Start of RECORDED INFORMATION

//! Hash-based routing.
//!
//! URL format: `#/select`, `#/select/images`, `#/convert`, `#/results`,
//! `#/settings`. The hash is the source of truth for navigation, which
//! keeps the app servable from any static host without rewrite rules.

use crate::models::Category;

/// Application routes for hash-based navigation.
#[derive(Clone, Debug, PartialEq)]
pub enum Route {
    /// Landing page: `#/` or empty hash.
    Home,
    /// Format selection, optionally carrying a pre-selected category:
    /// `#/select` or `#/select/<category-key>`.
    Select { category: Option<Category> },
    /// Conversion progress screen: `#/convert`.
    Convert,
    /// Conversion results screen: `#/results`.
    Results,
    /// Settings side branch: `#/settings`.
    Settings,
}

impl Route {
    /// Parse a URL hash into a route. Unknown paths fall back to Home.
    pub fn from_hash(hash: &str) -> Self {
        let path = hash.trim_start_matches('#').trim_start_matches('/');
        let path = path.trim_end_matches('/');

        match path.split_once('/') {
            Some(("select", key)) => Self::Select {
                category: Category::from_key(key),
            },
            None => match path {
                "" => Self::Home,
                "select" => Self::Select { category: None },
                "convert" => Self::Convert,
                "results" => Self::Results,
                "settings" => Self::Settings,
                _ => Self::Home,
            },
            Some(_) => Self::Home,
        }
    }

    /// Convert the route back to a URL hash.
    pub fn to_hash(&self) -> String {
        match self {
            Self::Home => "#/".to_string(),
            Self::Select { category: None } => "#/select".to_string(),
            Self::Select {
                category: Some(category),
            } => format!("#/select/{}", category.key()),
            Self::Convert => "#/convert".to_string(),
            Self::Results => "#/results".to_string(),
            Self::Settings => "#/settings".to_string(),
        }
    }

    /// Get the current route from the browser URL.
    pub fn current() -> Self {
        let hash = web_sys::window()
            .and_then(|w| w.location().hash().ok())
            .unwrap_or_default();
        Self::from_hash(&hash)
    }

    /// Navigate to this route, adding a history entry.
    pub fn push(&self) {
        crate::utils::dom::set_hash(&self.to_hash());
    }

    /// Navigate to this route without adding a history entry.
    ///
    /// Used by entry guards so an invalid deep link does not leave a
    /// dead entry in back-button history.
    pub fn replace(&self) {
        crate::utils::dom::replace_hash(&self.to_hash());
    }
}

#[cfg(test)]
mod tests {
    use super::*;

    #[test]
    fn test_route_parsing() {
        assert_eq!(Route::from_hash(""), Route::Home);
        assert_eq!(Route::from_hash("#"), Route::Home);
        assert_eq!(Route::from_hash("#/"), Route::Home);
        assert_eq!(Route::from_hash("#/select"), Route::Select { category: None });
        assert_eq!(
            Route::from_hash("#/select/videos"),
            Route::Select {
                category: Some(Category::Videos),
            }
        );
        assert_eq!(
            Route::from_hash("#/select/3d"),
            Route::Select {
                category: Some(Category::ThreeD),
            }
        );
        assert_eq!(Route::from_hash("#/convert"), Route::Convert);
        assert_eq!(Route::from_hash("#/results"), Route::Results);
        assert_eq!(Route::from_hash("#/settings"), Route::Settings);
    }

    #[test]
    fn test_unknown_paths_fall_back_to_home() {
        assert_eq!(Route::from_hash("#/nope"), Route::Home);
        assert_eq!(Route::from_hash("#/convert/extra"), Route::Home);
        // Unknown category key degrades to plain selection.
        assert_eq!(
            Route::from_hash("#/select/spreadsheets"),
            Route::Select { category: None }
        );
    }

    #[test]
    fn test_route_to_hash() {
        assert_eq!(Route::Home.to_hash(), "#/");
        assert_eq!(Route::Select { category: None }.to_hash(), "#/select");
        assert_eq!(
            Route::Select {
                category: Some(Category::Images),
            }
            .to_hash(),
            "#/select/images"
        );
        assert_eq!(Route::Convert.to_hash(), "#/convert");
        assert_eq!(Route::Results.to_hash(), "#/results");
        assert_eq!(Route::Settings.to_hash(), "#/settings");
    }

    #[test]
    fn test_hash_round_trip() {
        let routes = [
            Route::Home,
            Route::Select { category: None },
            Route::Select {
                category: Some(Category::Archives),
            },
            Route::Convert,
            Route::Results,
            Route::Settings,
        ];
        for route in routes {
            assert_eq!(Route::from_hash(&route.to_hash()), route);
        }
    }
}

End of RECORDED INFORMATION

What is needed is each line from the records with the word "crate" in it.

**TASK RESPONSE**
use crate::models::Category;
        crate::utils::dom::set_hash(&self.to_hash());
        crate::utils::dom::replace_hash(&self.to_hash());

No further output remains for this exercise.